Anyway, it looks like cooling capacity is reduced.
This is normal when radiator gets old. Partly due to reduced flow
through the radiator and partly due to corrosion of the cooling fins of
The fact that i was leaking could indicate some corrosion and the
sealer would in any case reduce the flow somewhat.
The temperature normally raises slightly when car is stopped until the
electric fan starts and prevents further incrase.
As long as the fan can keep the temperature from increasing futher, you
can continue without problems, otherwise you should replace the
Mayby you should do that in any case, since it has already shown sign
of weakness. Next time it breaks Murphy's law says that this will
happen when most unconvenient (and when you blame yourself for having
spared that cost).
Rob. Smith wrote:
Rob my Man,
How about starting with a new radiator cap?
That should hold the pressure.
Then I'd check why the fan and aux electric fan isn't effective.
Leaks aside, radiator is OK if no heating at speed.
But be forgiving, this old car isn't used to such high ambient temps!
Right on the ball as always. I'd forgot about the cap.
The fifth element!
To check this out (and not having a new cap to hand), I have firstly
cleaned the cap (inc the small reverse pressure release in the
centre). I have now pressurised the system cold with a foot pump into
the overflow line (through the pressure release valve in the cap,
which is on). There is definitely pressure in there now (I can feel it
in the rad hoses). I've left it some minutes and it seems to be
holding. How long is necessary is up for debate.
Assuming it holds the pressure tho (for some tens of minutes), does
that tell me anything with the thing cold. How different would it all
be hot (and I am considering that hot with these things is not a huge
As to the aux fan, I don't have one of those. Just the engine driven
one, and the viscous coupling feels quite stiff to me, so I surmise
that is OK.
You're right about the temps tho. Even for Blitey, we've had some
cracking hot weather. Nothing upto USA standards, but almost 100f in
places here. The humidity is pretty high though, which is wilting us
I gotta say though, my Toyota Hilux (4-runner) diesel and my GM
runabout never gave me the slightest cause for concern in the heat.

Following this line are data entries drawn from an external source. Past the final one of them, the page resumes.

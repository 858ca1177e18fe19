//! Notification record

use chrono::{DateTime, Utc};
use cap_core::traits::Id;
use serde::{Deserialize, Serialize};

#[derive(Debug, Clone, Copy, Serialize, Deserialize, PartialEq, Eq)]
#[serde(rename_all = "snake_case")]
pub enum NotificationKind {
    SupervisorRequestReceived,
    SupervisorRequestApproved,
    SupervisorRequestRejected,
    ProposalSubmitted,
    ProposalReviewed,
    PhaseAdvanced,
    TeamInviteReceived,
    TeamInviteAccepted,
    TeamMemberLeft,
}

#[derive(Debug, Clone, Serialize, Deserialize)]
#[serde(rename_all = "camelCase")]
pub struct Notification {
    pub recipient: Id,
    pub kind: NotificationKind,
    pub message: String,
    pub created_at: Option<DateTime<Utc>>,
}

impl Notification {
    pub fn new(recipient: Id, kind: NotificationKind, message: impl Into<String>) -> Self {
        Self {
            recipient,
            kind,
            message: message.into(),
            created_at: None,
        }
    }
}
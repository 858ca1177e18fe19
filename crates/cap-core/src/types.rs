//! Common types used throughout Capstone RS

use serde::{Deserialize, Serialize};

use crate::traits::Id;

/// Lifecycle phase of a project
///
/// The legal transitions between phases are owned by the workflow engine;
/// this enum only names the states.
#[derive(Debug, Clone, Copy, Serialize, Deserialize, PartialEq, Eq, Hash, Default)]
#[serde(rename_all = "snake_case")]
pub enum ProjectPhase {
    #[default]
    Draft,
    PendingProposal,
    SupervisorReview,
    ChangesRequested,
    Approved,
    MidDefense,
    FinalSubmission,
    Completed,
    Archived,
}

impl ProjectPhase {
    pub const ALL: [ProjectPhase; 9] = [
        Self::Draft,
        Self::PendingProposal,
        Self::SupervisorReview,
        Self::ChangesRequested,
        Self::Approved,
        Self::MidDefense,
        Self::FinalSubmission,
        Self::Completed,
        Self::Archived,
    ];

    pub fn as_str(&self) -> &'static str {
        match self {
            Self::Draft => "draft",
            Self::PendingProposal => "pending_proposal",
            Self::SupervisorReview => "supervisor_review",
            Self::ChangesRequested => "changes_requested",
            Self::Approved => "approved",
            Self::MidDefense => "mid_defense",
            Self::FinalSubmission => "final_submission",
            Self::Completed => "completed",
            Self::Archived => "archived",
        }
    }

    pub fn parse(s: &str) -> Option<Self> {
        Self::ALL.iter().copied().find(|p| p.as_str() == s)
    }

    /// Archived projects accept no further transitions.
    pub fn is_terminal(&self) -> bool {
        matches!(self, Self::Archived)
    }
}

impl std::fmt::Display for ProjectPhase {
    fn fmt(&self, f: &mut std::fmt::Formatter<'_>) -> std::fmt::Result {
        f.write_str(self.as_str())
    }
}

/// Role supplied by the authentication layer
#[derive(Debug, Clone, Copy, Serialize, Deserialize, PartialEq, Eq, Default)]
#[serde(rename_all = "lowercase")]
pub enum Role {
    #[default]
    Student,
    Supervisor,
    Admin,
}

impl Role {
    pub fn as_str(&self) -> &'static str {
        match self {
            Self::Student => "student",
            Self::Supervisor => "supervisor",
            Self::Admin => "admin",
        }
    }

    pub fn parse(s: &str) -> Option<Self> {
        match s {
            "student" => Some(Self::Student),
            "supervisor" => Some(Self::Supervisor),
            "admin" => Some(Self::Admin),
            _ => None,
        }
    }
}

/// Authenticated principal, injected by the upstream auth layer
#[derive(Debug, Clone, Copy, Serialize, Deserialize, PartialEq, Eq)]
pub struct Principal {
    pub id: Id,
    pub role: Role,
}

impl Principal {
    pub fn new(id: Id, role: Role) -> Self {
        Self { id, role }
    }

    pub fn is_admin(&self) -> bool {
        self.role == Role::Admin
    }
}

/// Categorical bucket derived from a match score
#[derive(Debug, Clone, Copy, Serialize, Deserialize, PartialEq, Eq)]
#[serde(rename_all = "snake_case")]
pub enum MatchLevel {
    BestFit,
    GoodFit,
    NeedsTraining,
    /// The project declared no required skills; not a real candidate signal.
    NoRequirements,
}

impl MatchLevel {
    /// Bucket a 0-100 score: >= 70 best fit, 40-69 good fit, else training.
    pub fn for_score(score: u8) -> Self {
        if score >= 70 {
            Self::BestFit
        } else if score >= 40 {
            Self::GoodFit
        } else {
            Self::NeedsTraining
        }
    }

    pub fn as_str(&self) -> &'static str {
        match self {
            Self::BestFit => "best_fit",
            Self::GoodFit => "good_fit",
            Self::NeedsTraining => "needs_training",
            Self::NoRequirements => "no_requirements",
        }
    }
}

/// Milestone review state
#[derive(Debug, Clone, Copy, Serialize, Deserialize, PartialEq, Eq, Default)]
#[serde(rename_all = "snake_case")]
pub enum MilestoneStatus {
    #[default]
    Pending,
    InProgress,
    Completed,
    Rejected,
}

impl MilestoneStatus {
    pub fn as_str(&self) -> &'static str {
        match self {
            Self::Pending => "pending",
            Self::InProgress => "in_progress",
            Self::Completed => "completed",
            Self::Rejected => "rejected",
        }
    }
}

/// Supervisor request state
#[derive(Debug, Clone, Copy, Serialize, Deserialize, PartialEq, Eq, Default)]
#[serde(rename_all = "snake_case")]
pub enum RequestStatus {
    #[default]
    Pending,
    Approved,
    Rejected,
}

impl RequestStatus {
    pub fn as_str(&self) -> &'static str {
        match self {
            Self::Pending => "pending",
            Self::Approved => "approved",
            Self::Rejected => "rejected",
        }
    }

    pub fn is_terminal(&self) -> bool {
        !matches!(self, Self::Pending)
    }
}

/// Team membership state
#[derive(Debug, Clone, Copy, Serialize, Deserialize, PartialEq, Eq, Default)]
#[serde(rename_all = "snake_case")]
pub enum MembershipStatus {
    #[default]
    Invited,
    Active,
    Left,
}

impl MembershipStatus {
    pub fn as_str(&self) -> &'static str {
        match self {
            Self::Invited => "invited",
            Self::Active => "active",
            Self::Left => "left",
        }
    }
}

/// Role within a project team
#[derive(Debug, Clone, Copy, Serialize, Deserialize, PartialEq, Eq, Default)]
#[serde(rename_all = "snake_case")]
pub enum TeamRole {
    Leader,
    #[default]
    Member,
}

/// Action taken by a reviewer on a proposal
#[derive(Debug, Clone, Copy, Serialize, Deserialize, PartialEq, Eq)]
#[serde(rename_all = "snake_case")]
pub enum ReviewAction {
    Approve,
    RequestChanges,
    Reject,
}

/// Accept/reject answer to a supervisor request or a team invitation
#[derive(Debug, Clone, Copy, Serialize, Deserialize, PartialEq, Eq)]
#[serde(rename_all = "snake_case")]
pub enum RespondAction {
    Approve,
    Reject,
}
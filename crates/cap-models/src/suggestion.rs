//! Team match suggestion model
//!
//! Table: team_match_suggestions

use chrono::{DateTime, Utc};
use cap_core::traits::{Entity, Id, Identifiable, Timestamped};
use cap_core::types::MatchLevel;
use serde::{Deserialize, Serialize};

/// Cached ranked candidate for a project
///
/// The full per-project set is replaced on every matching query; rows carry
/// no uniqueness invariant across calls.
#[derive(Debug, Clone, Serialize, Deserialize)]
#[serde(rename_all = "camelCase")]
pub struct TeamMatchSuggestion {
    pub id: Option<Id>,
    pub project_id: Id,
    pub student_id: Id,
    /// Percentage overlap with the project's required skills (0-100)
    pub match_score: u8,
    pub matched_skills: Vec<String>,
    pub missing_skills: Vec<String>,
    pub match_level: MatchLevel,
    pub created_at: Option<DateTime<Utc>>,
}

impl Identifiable for TeamMatchSuggestion {
    fn id(&self) -> Option<Id> {
        self.id
    }
}

impl Timestamped for TeamMatchSuggestion {
    fn created_at(&self) -> Option<DateTime<Utc>> {
        self.created_at
    }

    fn updated_at(&self) -> Option<DateTime<Utc>> {
        self.created_at
    }
}

impl Entity for TeamMatchSuggestion {
    const TABLE_NAME: &'static str = "team_match_suggestions";
    const TYPE_NAME: &'static str = "TeamMatchSuggestion";
}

My classic car buddy at work is convinced its the rad that is blocked.
Maybe the leak stopper I put in has finally bunged it up.
What do you think. A new rad for good measure?. I could maybe get a
re-core for $150 and all new for $200.
The pump is a definite candidate for swapping. There is definitely
some slight vertical play in the bearing. The pump will cost me $150
100 degrees C. is to be expected from a gas engine in traffic on a hot
day - not a problem - normal.
Pressure in the cooling system does nothing about its temperature,
pressure simply raises the coolant's boiling point so the motor can run
hotter w/o boiling.
The radiator can be dirty outside as well as inside so an easy fix is to
clean its coils with a garden hose (first cover the motor and alternator).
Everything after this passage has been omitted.